The full set of records below is to be reproduced without a single alteration.

[GIVEN ENTRIES Boundary: Start]

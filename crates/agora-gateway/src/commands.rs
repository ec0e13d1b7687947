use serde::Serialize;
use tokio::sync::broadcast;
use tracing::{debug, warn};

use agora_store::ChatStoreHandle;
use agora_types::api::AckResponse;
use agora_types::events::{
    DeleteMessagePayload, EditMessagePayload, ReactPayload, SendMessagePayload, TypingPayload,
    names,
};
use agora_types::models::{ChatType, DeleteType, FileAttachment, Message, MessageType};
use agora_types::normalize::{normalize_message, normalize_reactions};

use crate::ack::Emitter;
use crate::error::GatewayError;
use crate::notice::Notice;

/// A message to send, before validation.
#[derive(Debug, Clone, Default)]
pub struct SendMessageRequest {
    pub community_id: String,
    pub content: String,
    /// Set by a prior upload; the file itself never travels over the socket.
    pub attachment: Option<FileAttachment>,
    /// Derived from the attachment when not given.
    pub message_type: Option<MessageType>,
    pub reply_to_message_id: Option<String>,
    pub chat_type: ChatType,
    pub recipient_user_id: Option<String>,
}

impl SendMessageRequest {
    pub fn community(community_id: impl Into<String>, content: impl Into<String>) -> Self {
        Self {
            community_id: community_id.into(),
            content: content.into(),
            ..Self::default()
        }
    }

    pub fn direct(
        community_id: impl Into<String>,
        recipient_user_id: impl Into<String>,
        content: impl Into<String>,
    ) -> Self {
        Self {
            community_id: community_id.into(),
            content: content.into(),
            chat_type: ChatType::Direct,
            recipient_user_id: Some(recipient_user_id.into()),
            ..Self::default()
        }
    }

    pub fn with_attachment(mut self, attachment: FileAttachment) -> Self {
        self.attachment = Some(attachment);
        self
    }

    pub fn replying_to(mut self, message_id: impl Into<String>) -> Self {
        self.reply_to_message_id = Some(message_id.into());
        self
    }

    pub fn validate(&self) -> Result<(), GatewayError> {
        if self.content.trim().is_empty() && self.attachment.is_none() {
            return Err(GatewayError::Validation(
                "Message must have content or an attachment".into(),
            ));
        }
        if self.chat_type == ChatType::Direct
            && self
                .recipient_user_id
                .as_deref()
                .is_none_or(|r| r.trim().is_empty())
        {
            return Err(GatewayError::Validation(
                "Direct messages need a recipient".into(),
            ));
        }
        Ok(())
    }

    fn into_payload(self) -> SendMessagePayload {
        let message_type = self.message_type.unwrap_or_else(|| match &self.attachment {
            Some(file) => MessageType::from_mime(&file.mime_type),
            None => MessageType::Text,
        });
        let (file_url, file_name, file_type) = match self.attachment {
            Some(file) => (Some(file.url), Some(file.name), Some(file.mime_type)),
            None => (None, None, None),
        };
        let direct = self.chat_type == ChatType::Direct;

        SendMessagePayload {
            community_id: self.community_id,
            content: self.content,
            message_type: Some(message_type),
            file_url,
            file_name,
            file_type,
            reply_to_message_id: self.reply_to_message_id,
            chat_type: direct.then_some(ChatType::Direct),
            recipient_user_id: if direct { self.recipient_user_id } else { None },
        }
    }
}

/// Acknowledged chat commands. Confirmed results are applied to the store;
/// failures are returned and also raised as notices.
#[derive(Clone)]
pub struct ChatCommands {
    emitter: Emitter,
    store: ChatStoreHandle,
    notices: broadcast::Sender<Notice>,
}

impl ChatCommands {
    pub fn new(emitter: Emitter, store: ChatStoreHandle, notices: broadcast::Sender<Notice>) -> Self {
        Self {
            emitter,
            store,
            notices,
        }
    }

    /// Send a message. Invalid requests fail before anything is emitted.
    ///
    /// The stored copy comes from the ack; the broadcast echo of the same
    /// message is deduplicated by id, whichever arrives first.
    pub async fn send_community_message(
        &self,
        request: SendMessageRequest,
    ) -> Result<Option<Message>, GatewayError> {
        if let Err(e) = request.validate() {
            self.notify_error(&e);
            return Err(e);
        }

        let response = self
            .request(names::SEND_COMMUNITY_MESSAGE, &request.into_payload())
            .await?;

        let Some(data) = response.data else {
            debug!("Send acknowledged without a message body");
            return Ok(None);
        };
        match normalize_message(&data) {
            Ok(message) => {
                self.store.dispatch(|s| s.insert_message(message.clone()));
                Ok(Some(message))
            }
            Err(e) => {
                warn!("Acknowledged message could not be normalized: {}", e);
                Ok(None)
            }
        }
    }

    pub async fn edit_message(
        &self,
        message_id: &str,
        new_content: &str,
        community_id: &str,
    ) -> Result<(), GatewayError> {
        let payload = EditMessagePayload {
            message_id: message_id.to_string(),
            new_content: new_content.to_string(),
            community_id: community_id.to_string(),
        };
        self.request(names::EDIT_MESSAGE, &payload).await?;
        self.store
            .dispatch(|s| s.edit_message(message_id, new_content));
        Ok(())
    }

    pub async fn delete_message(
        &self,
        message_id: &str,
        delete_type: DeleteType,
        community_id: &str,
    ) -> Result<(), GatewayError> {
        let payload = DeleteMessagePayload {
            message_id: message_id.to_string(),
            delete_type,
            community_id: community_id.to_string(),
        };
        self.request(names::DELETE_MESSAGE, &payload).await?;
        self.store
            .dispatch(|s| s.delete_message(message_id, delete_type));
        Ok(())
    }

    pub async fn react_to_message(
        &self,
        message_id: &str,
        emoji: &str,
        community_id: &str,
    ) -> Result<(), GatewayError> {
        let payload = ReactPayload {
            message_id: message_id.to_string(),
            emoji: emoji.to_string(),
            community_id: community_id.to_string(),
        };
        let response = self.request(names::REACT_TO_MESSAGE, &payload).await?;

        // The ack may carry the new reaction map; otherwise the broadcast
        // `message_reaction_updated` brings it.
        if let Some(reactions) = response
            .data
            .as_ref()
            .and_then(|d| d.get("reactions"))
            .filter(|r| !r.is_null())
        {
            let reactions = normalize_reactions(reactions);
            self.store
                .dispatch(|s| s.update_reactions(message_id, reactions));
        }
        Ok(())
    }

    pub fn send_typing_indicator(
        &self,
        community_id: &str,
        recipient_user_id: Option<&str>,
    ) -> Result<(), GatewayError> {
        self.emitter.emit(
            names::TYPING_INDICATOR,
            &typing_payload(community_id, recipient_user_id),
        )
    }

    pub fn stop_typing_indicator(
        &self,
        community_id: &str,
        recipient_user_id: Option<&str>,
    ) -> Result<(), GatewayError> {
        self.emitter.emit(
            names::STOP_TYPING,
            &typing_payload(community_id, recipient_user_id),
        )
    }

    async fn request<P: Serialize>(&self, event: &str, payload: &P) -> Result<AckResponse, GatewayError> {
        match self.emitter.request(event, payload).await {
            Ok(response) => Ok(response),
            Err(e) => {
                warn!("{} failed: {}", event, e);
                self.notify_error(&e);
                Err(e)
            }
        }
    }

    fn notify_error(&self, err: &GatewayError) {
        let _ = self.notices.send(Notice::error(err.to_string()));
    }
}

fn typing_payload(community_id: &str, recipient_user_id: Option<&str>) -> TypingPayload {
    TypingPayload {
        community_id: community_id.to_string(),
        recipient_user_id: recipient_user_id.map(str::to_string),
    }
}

[GIVEN ENTRIES Boundary: End]

**THE COMPLETED TASK**.
filename crates/agora-gateway/src/commands.rs
repository ec0e13d1b7687947
use serde::Serialize;
use tokio::sync::broadcast;
use tracing::{debug, warn};

use agora_store::ChatStoreHandle;
use agora_types::api::AckResponse;
use agora_types::events::{
    DeleteMessagePayload, EditMessagePayload, ReactPayload, SendMessagePayload, TypingPayload,
    names,
};
use agora_types::models::{ChatType, DeleteType, FileAttachment, Message, MessageType};
use agora_types::normalize::{normalize_message, normalize_reactions};

use crate::ack::Emitter;
use crate::error::GatewayError;
use crate::notice::Notice;

/// A message to send, before validation.
#[derive(Debug, Clone, Default)]
pub struct SendMessageRequest {
    pub community_id: String,
    pub content: String,
    /// Set by a prior upload; the file itself never travels over the socket.
    pub attachment: Option<FileAttachment>,
    /// Derived from the attachment when not given.
    pub message_type: Option<MessageType>,
    pub reply_to_message_id: Option<String>,
    pub chat_type: ChatType,
    pub recipient_user_id: Option<String>,
}

impl SendMessageRequest {
    pub fn community(community_id: impl Into<String>, content: impl Into<String>) -> Self {
        Self {
            community_id: community_id.into(),
            content: content.into(),
            ..Self::default()
        }
    }

    pub fn direct(
        community_id: impl Into<String>,
        recipient_user_id: impl Into<String>,
        content: impl Into<String>,
    ) -> Self {
        Self {
            community_id: community_id.into(),
            content: content.into(),
            chat_type: ChatType::Direct,
            recipient_user_id: Some(recipient_user_id.into()),
            ..Self::default()
        }
    }

    pub fn with_attachment(mut self, attachment: FileAttachment) -> Self {
        self.attachment = Some(attachment);
        self
    }

    pub fn replying_to(mut self, message_id: impl Into<String>) -> Self {
        self.reply_to_message_id = Some(message_id.into());
        self
    }

    pub fn validate(&self) -> Result<(), GatewayError> {
        if self.content.trim().is_empty() && self.attachment.is_none() {
            return Err(GatewayError::Validation(
                "Message must have content or an attachment".into(),
            ));
        }
        if self.chat_type == ChatType::Direct
            && self
                .recipient_user_id
                .as_deref()
                .is_none_or(|r| r.trim().is_empty())
        {
            return Err(GatewayError::Validation(
                "Direct messages need a recipient".into(),
            ));
        }
        Ok(())
    }

    fn into_payload(self) -> SendMessagePayload {
        let message_type = self.message_type.unwrap_or_else(|| match &self.attachment {
            Some(file) => MessageType::from_mime(&file.mime_type),
            None => MessageType::Text,
        });
        let (file_url, file_name, file_type) = match self.attachment {
            Some(file) => (Some(file.url), Some(file.name), Some(file.mime_type)),
            None => (None, None, None),
        };
        let direct = self.chat_type == ChatType::Direct;

        SendMessagePayload {
            community_id: self.community_id,
            content: self.content,
            message_type: Some(message_type),
            file_url,
            file_name,
            file_type,
            reply_to_message_id: self.reply_to_message_id,
            chat_type: direct.then_some(ChatType::Direct),
            recipient_user_id: if direct { self.recipient_user_id } else { None },
        }
    }
}

/// Acknowledged chat commands. Confirmed results are applied to the store;
/// failures are returned and also raised as notices.
#[derive(Clone)]
pub struct ChatCommands {
    emitter: Emitter,
    store: ChatStoreHandle,
    notices: broadcast::Sender<Notice>,
}

impl ChatCommands {
    pub fn new(emitter: Emitter, store: ChatStoreHandle, notices: broadcast::Sender<Notice>) -> Self {
        Self {
            emitter,
            store,
            notices,
        }
    }

    /// Send a message. Invalid requests fail before anything is emitted.
    ///
    /// The stored copy comes from the ack; the broadcast echo of the same
    /// message is deduplicated by id, whichever arrives first.
    pub async fn send_community_message(
        &self,
        request: SendMessageRequest,
    ) -> Result<Option<Message>, GatewayError> {
        if let Err(e) = request.validate() {
            self.notify_error(&e);
            return Err(e);
        }

        let response = self
            .request(names::SEND_COMMUNITY_MESSAGE, &request.into_payload())
            .await?;

        let Some(data) = response.data else {
            debug!("Send acknowledged without a message body");
            return Ok(None);
        };
        match normalize_message(&data) {
            Ok(message) => {
                self.store.dispatch(|s| s.insert_message(message.clone()));
                Ok(Some(message))
            }
            Err(e) => {
                warn!("Acknowledged message could not be normalized: {}", e);
                Ok(None)
            }
        }
    }

    pub async fn edit_message(
        &self,
        message_id: &str,
        new_content: &str,
        community_id: &str,
    ) -> Result<(), GatewayError> {
        let payload = EditMessagePayload {
            message_id: message_id.to_string(),
            new_content: new_content.to_string(),
            community_id: community_id.to_string(),
        };
        self.request(names::EDIT_MESSAGE, &payload).await?;
        self.store
            .dispatch(|s| s.edit_message(message_id, new_content));
        Ok(())
    }

    pub async fn delete_message(
        &self,
        message_id: &str,
        delete_type: DeleteType,
        community_id: &str,
    ) -> Result<(), GatewayError> {
        let payload = DeleteMessagePayload {
            message_id: message_id.to_string(),
            delete_type,
            community_id: community_id.to_string(),
        };
        self.request(names::DELETE_MESSAGE, &payload).await?;
        self.store
            .dispatch(|s| s.delete_message(message_id, delete_type));
        Ok(())
    }

    pub async fn react_to_message(
        &self,
        message_id: &str,
        emoji: &str,
        community_id: &str,
    ) -> Result<(), GatewayError> {
        let payload = ReactPayload {
            message_id: message_id.to_string(),
            emoji: emoji.to_string(),
            community_id: community_id.to_string(),
        };
        let response = self.request(names::REACT_TO_MESSAGE, &payload).await?;

        // The ack may carry the new reaction map; otherwise the broadcast
        // `message_reaction_updated` brings it.
        if let Some(reactions) = response
            .data
            .as_ref()
            .and_then(|d| d.get("reactions"))
            .filter(|r| !r.is_null())
        {
            let reactions = normalize_reactions(reactions);
            self.store
                .dispatch(|s| s.update_reactions(message_id, reactions));
        }
        Ok(())
    }

    pub fn send_typing_indicator(
        &self,
        community_id: &str,
        recipient_user_id: Option<&str>,
    ) -> Result<(), GatewayError> {
        self.emitter.emit(
            names::TYPING_INDICATOR,
            &typing_payload(community_id, recipient_user_id),
        )
    }

    pub fn stop_typing_indicator(
        &self,
        community_id: &str,
        recipient_user_id: Option<&str>,
    ) -> Result<(), GatewayError> {
        self.emitter.emit(
            names::STOP_TYPING,
            &typing_payload(community_id, recipient_user_id),
        )
    }

    async fn request<P: Serialize>(&self, event: &str, payload: &P) -> Result<AckResponse, GatewayError> {
        match self.emitter.request(event, payload).await {
            Ok(response) => Ok(response),
            Err(e) => {
                warn!("{} failed: {}", event, e);
                self.notify_error(&e);
                Err(e)
            }
        }
    }

    fn notify_error(&self, err: &GatewayError) {
        let _ = self.notices.send(Notice::error(err.to_string()));
    }
}

fn typing_payload(community_id: &str, recipient_user_id: Option<&str>) -> TypingPayload {
    TypingPayload {
        community_id: community_id.to_string(),
        recipient_user_id: recipient_user_id.map(str::to_string),
    }
}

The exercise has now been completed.